Bucking government-imposed COVID-19 restrictions, the owners of a bar in a virus hot spot of New York City said they've declared their watering hole an "autonomous zone" offering food and booze on the house, but asking visitors for tips and telling authorities they're not welcome.
After being stripped of their liquor license and fined $1,000 a day by the New York City Sheriff's Office for flouting rules enacted to blunt an alarming second wave of the deadly virus, Keith McAlarney and Danny Presti, the owners of Mac's Public House in the city's Staten Island borough, believe their self-proclamation makes them immune from Gov. Andrew Cuomo's executive order.

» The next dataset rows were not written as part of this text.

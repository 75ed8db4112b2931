//! Generation stream integration tests.
//!
//! Tests verify:
//! - The NDJSON progress protocol end to end
//! - Persistence and area bookkeeping after a run
//! - Rejections before any persistence (404, 400, 409)

use axum::http::StatusCode;
use serde_json::Value;
use uuid::Uuid;

use hexgrid_server::grid::plan;
use hexgrid_server::{AreaRecord, GridScope, InMemoryGridStore};

use super::test_utils::{
    body_bytes, body_json, cell_counts, istanbul_square, parse_ndjson, post, square_boundary,
    store_with_area, TestApp,
};

fn terminal_events(events: &[Value]) -> Vec<&Value> {
    events
        .iter()
        .filter(|e| e["status"] != "processing")
        .collect()
}

// =============================================================================
// Area Generation
// =============================================================================

#[tokio::test]
async fn test_area_generation_end_to_end() {
    let boundary = istanbul_square();
    let (store, project_id, area_id) = store_with_area(boundary.clone(), 5.0, 25.0, 2);
    let app = TestApp::new(store);

    let planned = plan(5.0, 25.0, 2).unwrap();
    assert_eq!(planned.len(), 2);

    let response = app
        .send(post(&format!("/grids/area/{}/generate", area_id)))
        .await;
    assert_eq!(response.status(), StatusCode::OK);
    assert_eq!(
        response.headers().get("content-type").unwrap(),
        "application/x-ndjson"
    );

    let events = parse_ndjson(&body_bytes(response).await);

    // Planned resolutions come first
    assert_eq!(events[0]["status"], "processing");
    assert_eq!(events[0]["progress"], 5);
    assert_eq!(events[0]["resolutions"], serde_json::json!(planned));
    assert_eq!(events[1]["progress"], 10);

    // Exactly one terminal event, and it is last
    let terminal = terminal_events(&events);
    assert_eq!(terminal.len(), 1);
    let last = events.last().unwrap();
    assert_eq!(last["status"], "success");
    assert_eq!(last["progress"], 100);

    let counts = cell_counts(&boundary, &planned);
    let expected_total: usize = counts.iter().sum();
    let created: Vec<u8> = planned
        .iter()
        .zip(&counts)
        .filter(|(_, n)| **n > 0)
        .map(|(r, _)| *r)
        .collect();
    assert!(expected_total > 0);
    assert_eq!(last["count"], expected_total);
    assert_eq!(last["resolutions_created"], serde_json::json!(created));

    // Each resolution that produced cells reports a batch event
    for resolution in &created {
        assert!(events.iter().any(|e| {
            e["resolution"] == *resolution && e["message"].as_str().unwrap().contains("cells saved")
        }));
    }

    let area = app.store.area_snapshot(area_id).await.unwrap();
    assert!(area.grids_generated);
    assert_eq!(
        app.store
            .scope_cell_count(&GridScope::area(project_id, area_id))
            .await,
        expected_total
    );
}

#[tokio::test]
async fn test_area_defaults_apply_when_unset() {
    let project_id = Uuid::new_v4();
    let area_id = Uuid::new_v4();
    // Tiny square keeps the finest default resolution cheap
    let boundary = square_boundary(29.0, 41.0, 0.002);
    let store = InMemoryGridStore::new().with_area(AreaRecord::new(area_id, project_id, boundary));
    let app = TestApp::new(store);

    let events = app.generate_area(area_id).await;
    let defaults = plan(0.0003, 5.0, 8).unwrap();
    assert_eq!(events[0].resolutions, Some(defaults));
    assert!(events.last().unwrap().is_terminal());
}

#[tokio::test]
async fn test_regeneration_replaces_cells() {
    let (store, project_id, area_id) = store_with_area(istanbul_square(), 0.105, 0.737, 2);
    let app = TestApp::new(store);
    let scope = GridScope::area(project_id, area_id);

    let first = app.generate_area(area_id).await;
    let after_first = app.store.scope_cell_count(&scope).await;
    let second = app.generate_area(area_id).await;

    assert_eq!(first.last().unwrap().count, second.last().unwrap().count);
    assert_eq!(app.store.scope_cell_count(&scope).await, after_first);
}

// =============================================================================
// Rejections
// =============================================================================

#[tokio::test]
async fn test_generate_missing_area() {
    let app = TestApp::new(InMemoryGridStore::new());

    let response = app
        .send(post(&format!("/grids/area/{}/generate", Uuid::new_v4())))
        .await;
    assert_eq!(response.status(), StatusCode::NOT_FOUND);

    let json = body_json(response).await;
    assert_eq!(json["error"], "not_found");
    assert_eq!(json["status"], 404);
}

#[tokio::test]
async fn test_generate_area_without_boundary() {
    let project_id = Uuid::new_v4();
    let area_id = Uuid::new_v4();
    let mut area = AreaRecord::new(area_id, project_id, istanbul_square());
    area.boundary = None;
    let app = TestApp::new(InMemoryGridStore::new().with_area(area));

    let response = app
        .send(post(&format!("/grids/area/{}/generate", area_id)))
        .await;
    assert_eq!(response.status(), StatusCode::NOT_FOUND);
}

#[tokio::test]
async fn test_generate_all_rejects_bad_count() {
    let project_id = Uuid::new_v4();
    let store = InMemoryGridStore::new().with_project(project_id, Some(istanbul_square()));
    let app = TestApp::new(store);

    let response = app
        .send(post(&format!(
            "/grids/{}/generate-all?num_resolutions=0",
            project_id
        )))
        .await;
    assert_eq!(response.status(), StatusCode::BAD_REQUEST);
    assert_eq!(body_json(response).await["error"], "invalid_configuration");
    assert_eq!(app.store.insert_count(), 0);
}

#[tokio::test]
async fn test_concurrent_generation_conflicts() {
    let project_id = Uuid::new_v4();
    let store = InMemoryGridStore::new().with_project(project_id, Some(istanbul_square()));
    let app = TestApp::new(store);

    // Fine cells produce more batch events than the stream buffers, so the
    // run waits on the undrained response and keeps the scope
    let uri = format!(
        "/grids/{}/generate-all?min_cell_area_km2=0.00215&max_cell_area_km2=0.00215&num_resolutions=1",
        project_id
    );
    let first = app.send(post(&uri)).await;
    assert_eq!(first.status(), StatusCode::OK);

    let second = app.send(post(&uri)).await;
    assert_eq!(second.status(), StatusCode::CONFLICT);
    assert_eq!(body_json(second).await["error"], "generation_in_progress");

    // Draining the first stream finishes the run
    let events = parse_ndjson(&body_bytes(first).await);
    assert_eq!(events.last().unwrap()["status"], "success");
}

// =============================================================================
// Legacy Project Generation
// =============================================================================

#[tokio::test]
async fn test_generate_all_keeps_area_cells() {
    let boundary = istanbul_square();
    let (store, project_id, area_id) = store_with_area(boundary.clone(), 0.737, 0.737, 1);
    let app = TestApp::new(store);

    app.generate_area(area_id).await;
    let area_scope = GridScope::area(project_id, area_id);
    let area_cells = app.store.scope_cell_count(&area_scope).await;

    let response = app
        .send(post(&format!(
            "/grids/{}/generate-all?min_cell_area_km2=0.105&max_cell_area_km2=0.105&num_resolutions=1",
            project_id
        )))
        .await;
    let events = parse_ndjson(&body_bytes(response).await);
    let last = events.last().unwrap();
    assert_eq!(last["status"], "success");
    assert_eq!(last["count"], cell_counts(&boundary, &[9])[0]);

    assert_eq!(app.store.scope_cell_count(&area_scope).await, area_cells);
    assert_eq!(
        app.store
            .scope_cell_count(&GridScope::project(project_id))
            .await,
        cell_counts(&boundary, &[9])[0]
    );
}

#[tokio::test]
async fn test_datastore_failure_ends_stream_with_error() {
    let project_id = Uuid::new_v4();
    let store = InMemoryGridStore::new()
        .with_project(project_id, Some(istanbul_square()))
        .failing_inserts_after(0);
    let app = TestApp::new(store);

    let response = app
        .send(post(&format!(
            "/grids/{}/generate-all?min_cell_area_km2=0.737&max_cell_area_km2=0.737&num_resolutions=1",
            project_id
        )))
        .await;
    assert_eq!(response.status(), StatusCode::OK);

    let events = parse_ndjson(&body_bytes(response).await);
    let terminal = terminal_events(&events);
    assert_eq!(terminal.len(), 1);
    assert_eq!(terminal[0]["status"], "error");
    assert!(events.iter().all(|e| e["status"] != "success"));
}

"We're still doing things in a safe way. We're still open," Presti said in a YouTube video briefing patrons on the tavern's status.
Mac's Public House is located in an area deemed by Cuomo to be a virus-risky "orange zone" after the Staten Island positive-testing rate climbed to 4.15% last week. Under "orange zone" restrictions, indoor dining is prohibited and outdoor dining is restricted to tables of four customers or fewer.
Reached by phone on Monday morning by ABC News, McAlarney said that he and his partner had no comment.
In the YouTube video he posted on Friday, Presti said he and McAlarney have no intention of abiding by the rules or paying fines levied against them. They've also removed cease-and-desist notices slapped on their windows by the state Health Department.
The proprietors, who opened their bar a year ago after conducting major renovations on the space, have also painted an orange square on the sidewalk outside the tavern's door that includes the words "autonomous zone," a phrase similar to the one used by activists in Seattle who established a law enforcement-free area during recent protests over police brutality.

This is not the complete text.